**The problem:** Using the material that follows, identify and copy each line with the string "within".
[Start of section]
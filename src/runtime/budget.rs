//! Step-count governor and the bounded runner built on it.
//!
//! Work is cancelled cooperatively: the unit of work calls [`Governor::tick`]
//! at every abstract step and unwinds with [`Exhausted`] once the budget is
//! spent. No wall clock is involved, so cancellation is deterministic.

use std::any::Any;
use std::panic::{self, AssertUnwindSafe};

use thiserror::Error;

use crate::interpreter::ScriptError;

/// Raised when a governor's step budget has been spent.
#[derive(Debug, Clone, Copy, PartialEq, Eq, Error)]
#[error("step budget of {budget} exhausted")]
pub struct Exhausted {
    /// The budget that was exceeded.
    pub budget: u64,
}

/// Counts abstract steps against an optional budget.
#[derive(Debug, Clone)]
pub struct Governor {
    budget: Option<u64>,
    used: u64,
}

impl Governor {
    /// Governor that fails once more than `budget` steps have been charged.
    pub fn new(budget: u64) -> Self {
        Self {
            budget: Some(budget),
            used: 0,
        }
    }

    /// Governor that never fails; used to render fallback responses.
    pub fn unbounded() -> Self {
        Self {
            budget: None,
            used: 0,
        }
    }

    /// Charge one step.
    pub fn tick(&mut self) -> Result<(), Exhausted> {
        self.used = self.used.saturating_add(1);
        match self.budget {
            Some(budget) if self.used > budget => Err(Exhausted { budget }),
            _ => Ok(()),
        }
    }

    /// Steps charged so far.
    pub fn used(&self) -> u64 {
        self.used
    }

    /// Steps left before exhaustion; `None` when unbounded.
    pub fn remaining(&self) -> Option<u64> {
        self.budget.map(|budget| budget.saturating_sub(self.used))
    }

    /// The configured budget.
    pub fn budget(&self) -> Option<u64> {
        self.budget
    }
}

/// Why a unit of work stopped early.
#[derive(Debug, Clone, PartialEq, Eq)]
pub enum Fault {
    /// The governor ran out of steps.
    Exhausted(Exhausted),
    /// The work reported an error.
    Error(String),
}

impl From<Exhausted> for Fault {
    fn from(exhausted: Exhausted) -> Self {
        Fault::Exhausted(exhausted)
    }
}

impl From<ScriptError> for Fault {
    fn from(error: ScriptError) -> Self {
        match error {
            ScriptError::Exhausted(exhausted) => Fault::Exhausted(exhausted),
            other => Fault::Error(other.to_string()),
        }
    }
}

/// Result of running a unit of work under a governor.
#[derive(Debug, Clone, PartialEq)]
pub enum Outcome<T> {
    /// The work finished within budget.
    Completed(T),
    /// The budget was exhausted.
    TimedOut,
    /// The work returned an error or panicked.
    Failed(String),
}

impl<T> Outcome<T> {
    /// Whether the run hit its step budget.
    pub fn is_timed_out(&self) -> bool {
        matches!(self, Outcome::TimedOut)
    }
}

/// Run `work` under a fresh governor with `budget` steps.
pub fn run<T, E, F>(budget: u64, work: F) -> Outcome<T>
where
    F: FnOnce(&mut Governor) -> Result<T, E>,
    E: Into<Fault>,
{
    let mut governor = Governor::new(budget);
    run_with(&mut governor, work)
}

/// Run `work` under an existing governor.
///
/// Panics raised by the work are caught and reported as
/// [`Outcome::Failed`]; they never reach the caller.
pub fn run_with<T, E, F>(governor: &mut Governor, work: F) -> Outcome<T>
where
    F: FnOnce(&mut Governor) -> Result<T, E>,
    E: Into<Fault>,
{
    match panic::catch_unwind(AssertUnwindSafe(|| work(governor))) {
        Ok(Ok(value)) => Outcome::Completed(value),
        Ok(Err(error)) => match error.into() {
            Fault::Exhausted(_) => Outcome::TimedOut,
            Fault::Error(message) => Outcome::Failed(message),
        },
        Err(payload) => Outcome::Failed(format!("panic: {}", panic_message(payload.as_ref()))),
    }
}

/// Best-effort text of a panic payload.
pub fn panic_message(payload: &(dyn Any + Send)) -> String {
    if let Some(text) = payload.downcast_ref::<&str>() {
        (*text).to_string()
    } else if let Some(text) = payload.downcast_ref::<String>() {
        text.clone()
    } else {
        "non-string panic payload".to_string()
    }
}

#[cfg(test)]
mod tests {
    use super::*;

    #[test]
    fn budget_allows_exactly_its_step_count() {
        let mut governor = Governor::new(3);
        for _ in 0..3 {
            governor.tick().expect("within budget");
        }
        assert_eq!(governor.remaining(), Some(0));
        assert_eq!(governor.tick(), Err(Exhausted { budget: 3 }));
        // stays exhausted
        assert!(governor.tick().is_err());
    }

    #[test]
    fn unbounded_governor_never_fails() {
        let mut governor = Governor::unbounded();
        for _ in 0..10_000 {
            governor.tick().expect("unbounded");
        }
        assert_eq!(governor.used(), 10_000);
        assert_eq!(governor.remaining(), None);
    }

    #[test]
    fn run_maps_exhaustion_to_timeout() {
        let outcome: Outcome<()> = run(10, |governor| -> Result<(), Fault> {
            loop {
                governor.tick()?;
            }
        });
        assert!(outcome.is_timed_out());
    }

    #[test]
    fn run_reports_errors_and_values() {
        let done = run(10, |governor| -> Result<u32, Fault> {
            governor.tick()?;
            Ok(7)
        });
        assert_eq!(done, Outcome::Completed(7));

        let failed: Outcome<()> = run(10, |_| Err(Fault::Error("bad input".into())));
        assert_eq!(failed, Outcome::Failed("bad input".into()));
    }

    #[test]
    fn run_contains_panics() {
        let outcome: Outcome<()> = run(10, |_| -> Result<(), Fault> { panic!("kaboom") });
        assert_eq!(outcome, Outcome::Failed("panic: kaboom".into()));
    }
}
[End of section]
**Exercise response:**
    /// The work finished within budget.
            governor.tick().expect("within budget");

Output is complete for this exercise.